**Your objective**:
Read through the listing below and return only the lines containing "deleted".

**Data section**:

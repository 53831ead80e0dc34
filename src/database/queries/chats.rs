use async_trait::async_trait;
use chrono::Utc;
use sqlx::PgPool;
use uuid::Uuid;

use crate::database::models::{Chat, ChatChanges, ChatType, Conversation, NewConversation};
use crate::database::store::{ChatStore, StoreResult};

const CHAT_COLUMNS: &str = "id, account_id, name, chat_type, active, created_at, updated_at";
const CONVERSATION_COLUMNS: &str =
    "id, chat_id, account_id, name, deleted, parent_id, created_at, updated_at";

pub struct PgChatStore {
    pool: PgPool,
}

impl PgChatStore {
    pub fn new(pool: PgPool) -> Self {
        Self { pool }
    }
}

#[async_trait]
impl ChatStore for PgChatStore {
    async fn create_chat(
        &self,
        account_id: Uuid,
        name: &str,
        chat_type: ChatType,
    ) -> StoreResult<Chat> {
        let now = Utc::now();
        let chat = sqlx::query_as::<_, Chat>(&format!(
            r#"
            INSERT INTO chats (id, account_id, name, chat_type, active, created_at, updated_at)
            VALUES ($1, $2, $3, $4, TRUE, $5, $5)
            RETURNING {}
            "#,
            CHAT_COLUMNS
        ))
        .bind(Uuid::new_v4())
        .bind(account_id)
        .bind(name)
        .bind(chat_type.as_str())
        .bind(now)
        .fetch_one(&self.pool)
        .await?;

        Ok(chat)
    }

    async fn get_chat(&self, chat_id: Uuid) -> StoreResult<Option<Chat>> {
        let chat = sqlx::query_as::<_, Chat>(&format!(
            "SELECT {} FROM chats WHERE id = $1",
            CHAT_COLUMNS
        ))
        .bind(chat_id)
        .fetch_optional(&self.pool)
        .await?;

        Ok(chat)
    }

    async fn update_chat(&self, chat_id: Uuid, changes: ChatChanges) -> StoreResult<Option<Chat>> {
        let chat = sqlx::query_as::<_, Chat>(&format!(
            r#"
            UPDATE chats
            SET name = COALESCE($2, name),
                active = COALESCE($3, active),
                updated_at = NOW()
            WHERE id = $1
            RETURNING {}
            "#,
            CHAT_COLUMNS
        ))
        .bind(chat_id)
        .bind(changes.name)
        .bind(changes.active)
        .fetch_optional(&self.pool)
        .await?;

        Ok(chat)
    }

    async fn delete_chat(&self, chat_id: Uuid) -> StoreResult<bool> {
        let result = sqlx::query("DELETE FROM chats WHERE id = $1")
            .bind(chat_id)
            .execute(&self.pool)
            .await?;

        Ok(result.rows_affected() > 0)
    }

    async fn list_user_chats(&self, account_id: Uuid) -> StoreResult<Vec<Chat>> {
        let chats = sqlx::query_as::<_, Chat>(&format!(
            "SELECT {} FROM chats WHERE account_id = $1 ORDER BY updated_at DESC",
            CHAT_COLUMNS
        ))
        .bind(account_id)
        .fetch_all(&self.pool)
        .await?;

        Ok(chats)
    }

    async fn create_conversation(
        &self,
        conversation: NewConversation,
    ) -> StoreResult<Conversation> {
        let now = Utc::now();
        let conversation = sqlx::query_as::<_, Conversation>(&format!(
            r#"
            INSERT INTO conversations (id, chat_id, account_id, name, deleted, parent_id, created_at, updated_at)
            VALUES ($1, $2, $3, $4, FALSE, $5, $6, $6)
            RETURNING {}
            "#,
            CONVERSATION_COLUMNS
        ))
        .bind(Uuid::new_v4())
        .bind(conversation.chat_id)
        .bind(conversation.account_id)
        .bind(&conversation.name)
        .bind(conversation.parent_id)
        .bind(now)
        .fetch_one(&self.pool)
        .await?;

        Ok(conversation)
    }

    async fn list_chat_conversations(&self, chat_id: Uuid) -> StoreResult<Vec<Conversation>> {
        let conversations = sqlx::query_as::<_, Conversation>(&format!(
            "SELECT {} FROM conversations WHERE chat_id = $1 AND deleted = FALSE ORDER BY created_at",
            CONVERSATION_COLUMNS
        ))
        .bind(chat_id)
        .fetch_all(&self.pool)
        .await?;

        Ok(conversations)
    }
}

**Expected output**:
    "id, chat_id, account_id, name, deleted, parent_id, created_at, updated_at";
            INSERT INTO conversations (id, chat_id, account_id, name, deleted, parent_id, created_at, updated_at)
            "SELECT {} FROM conversations WHERE chat_id = $1 AND deleted = FALSE ORDER BY created_at",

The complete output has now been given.